V4 models support [SSML](https://github.com/snakers4/silero-models/wiki/SSML). Also see Colab examples for main SSML tag usage.

<details>
  <summary>V4 models: v4_ru, v4_cyrillic, v4_ua, v4_uz, v4_indic </summary>


| ID       | Speakers |Auto-stress | Language                           | SR              | Colab                                                                                                                                                                        |
| ------------- | ----------- | ----------- |---------------------------------- | --------------- | ---------------------------------------------------------------------------------------------------------------------------------------------------------------------------- |
| `v4_ru`    | `aidar`, `baya`, `kseniya`, `xenia`, `eugene`, `random` | yes  | `ru` (Russian)   | `8000`, `24000`, `48000` | [![Open In Colab](https://colab.research.google.com/assets/colab-badge.svg)](https://colab.research.google.com/github/snakers4/silero-models/blob/master/examples_tts.ipynb) |
| [`v4_cyrillic`](#cyrillic-languages)   | `b_ava`, `marat_tt`, `kalmyk_erdni`...             | no   | `cyrillic` [(Avar, Tatar, Kalmyk, ...)](#cyrillic-languages)   | `8000`, `24000`, `48000` | [![Open In Colab](https://colab.research.google.com/assets/colab-badge.svg)](https://colab.research.google.com/github/snakers4/silero-models/blob/master/examples_tts.ipynb) |
| `v4_ua`    | `mykyta`, `random`                                        | no   | `ua` (Ukrainian) | `8000`, `24000`, `48000` | [![Open In Colab](https://colab.research.google.com/assets/colab-badge.svg)](https://colab.research.google.com/github/snakers4/silero-models/blob/master/examples_tts.ipynb) |
| `v4_uz`    | `dilnavoz`                                                | no   | `uz` (Uzbek)     | `8000`, `24000`, `48000` | [![Open In Colab](https://colab.research.google.com/assets/colab-badge.svg)](https://colab.research.google.com/github/snakers4/silero-models/blob/master/examples_tts.ipynb) |
| [`v4_indic`](#indic-languages)   | `hindi_male`, `hindi_female`, ..., `random`             | no   | `indic` [(Hindi, Telugu, ...)](#indic-languages)   | `8000`, `24000`, `48000` | [![Open In Colab](https://colab.research.google.com/assets/colab-badge.svg)](https://colab.research.google.com/github/snakers4/silero-models/blob/master/examples_tts.ipynb) |
 
</details>

#### V3

V3 models support [SSML](https://github.com/snakers4/silero-models/wiki/SSML).
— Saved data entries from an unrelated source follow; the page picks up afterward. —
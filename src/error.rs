//! src/error.rs

use crate::domain::ValidationError;
use actix_web::http::StatusCode;
use actix_web::{HttpResponse, ResponseError};

pub type WaitlistResult<T> = Result<T, Error>;

pub fn error_chain_fmt(
    e: &impl std::error::Error,
    f: &mut std::fmt::Formatter<'_>,
) -> std::fmt::Result {
    writeln!(f, "{}\n", e)?;
    let mut current = e.source();
    while let Some(cause) = current {
        writeln!(f, "Caused by:\n\t{}", cause)?;
        current = cause.source();
    }
    Ok(())
}

#[derive(thiserror::Error)]
pub enum Error {
    #[error(transparent)]
    InvalidPayload(#[from] ValidationError),
    #[error("User with this email is already registered.")]
    DuplicateRegistration,
    #[error(transparent)]
    UnexpectedError(#[from] anyhow::Error),
}

impl std::fmt::Debug for Error {
    fn fmt(&self, f: &mut std::fmt::Formatter<'_>) -> std::fmt::Result {
        error_chain_fmt(self, f)
    }
}

/// JSON body of every error response.
#[derive(serde::Serialize, serde::Deserialize, Debug)]
pub struct ErrorBody {
    pub error: String,
}

impl ResponseError for Error {
    fn status_code(&self) -> StatusCode {
        match self {
            Error::InvalidPayload(_) | Error::DuplicateRegistration => StatusCode::BAD_REQUEST,
            Error::UnexpectedError(_) => StatusCode::INTERNAL_SERVER_ERROR,
        }
    }

    fn error_response(&self) -> HttpResponse {
        // Display of an anyhow error only prints the outermost context,
        // the cause chain stays in the logs.
        HttpResponse::build(self.status_code()).json(ErrorBody {
            error: self.to_string(),
        })
    }
}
Also see Colab examples for main SSML tag usage.

<details>
  <summary>V3 models: v3_en, v3_en_indic, v3_de, v3_es, v3_fr, v3_indic </summary>


| ID       | Speakers |Auto-stress | Language                           | SR              | Colab                                                                                                                                                                        |
| ------------- | ----------- | ----------- |---------------------------------- | --------------- | ---------------------------------------------------------------------------------------------------------------------------------------------------------------------------- |
| `v3_en`    | `en_0`, `en_1`, ..., `en_117`, `random`                   | no   | `en` (English)   | `8000`, `24000`, `48000` | [![Open In Colab](https://colab.research.google.com/assets/colab-badge.svg)](https://colab.research.google.com/github/snakers4/silero-models/blob/master/examples_tts.ipynb) |
| `v3_en_indic`   | `tamil_female`, ..., `assamese_male`, `random`       | no   | `en` (English)   | `8000`, `24000`, `48000` | [![Open In Colab](https://colab.research.google.com/assets/colab-badge.svg)](https://colab.research.google.com/github/snakers4/silero-models/blob/master/examples_tts.ipynb) |
| `v3_de`    | `eva_k`, ..., `karlsson`, `random`                        | no   | `de` (German)    | `8000`, `24000`, `48000` | [![Open In Colab](https://colab.research.google.com/assets/colab-badge.svg)](https://colab.research.google.com/github/snakers4/silero-models/blob/master/examples_tts.ipynb) |
| `v3_es`    | `es_0`, `es_1`, `es_2`, `random`                          | no   | `es` (Spanish)   | `8000`, `24000`, `48000` | [![Open In Colab](https://colab.research.google.com/assets/colab-badge.svg)](https://colab.research.google.com/github/snakers4/silero-models/blob/master/examples_tts.ipynb) |
| `v3_fr`    | `fr_0`, ..., `fr_5`, `random`                             | no   | `fr` (French)    | `8000`, `24000`, `48000` | [![Open In Colab](https://colab.research.google.com/assets/colab-badge.svg)](https://colab.research.google.com/github/snakers4/silero-models/blob/master/examples_tts.ipynb) |
| [`v3_indic`](#indic-languages)   | `hindi_male`, `hindi_female`, ..., `random`             | no   | `indic` [(Hindi, Telugu, ...)](#indic-languages)   | `8000`, `24000`, `48000` | [![Open In Colab](https://colab.research.google.com/assets/colab-badge.svg)](https://colab.research.google.com/github/snakers4/silero-models/blob/master/examples_tts.ipynb) |

</details>


### Dependencies

Basic dependencies for Colab examples:

- `torch`, 1.10+ for v3 models/ 2.0+ for v4 and v5 models;
- `torchaudio`, latest version bound to PyTorch should work (required only because models are hosted together with STT, not required for work);
- `omegaconf`,  latest (can be removed as well, if you do not load all of the configs);

### PyTorch

[![Open In Colab](https://colab.research.google.com/assets/colab-badge.svg)](https://colab.research.google.com/github/snakers4/silero-models/blob/master/examples_tts.ipynb)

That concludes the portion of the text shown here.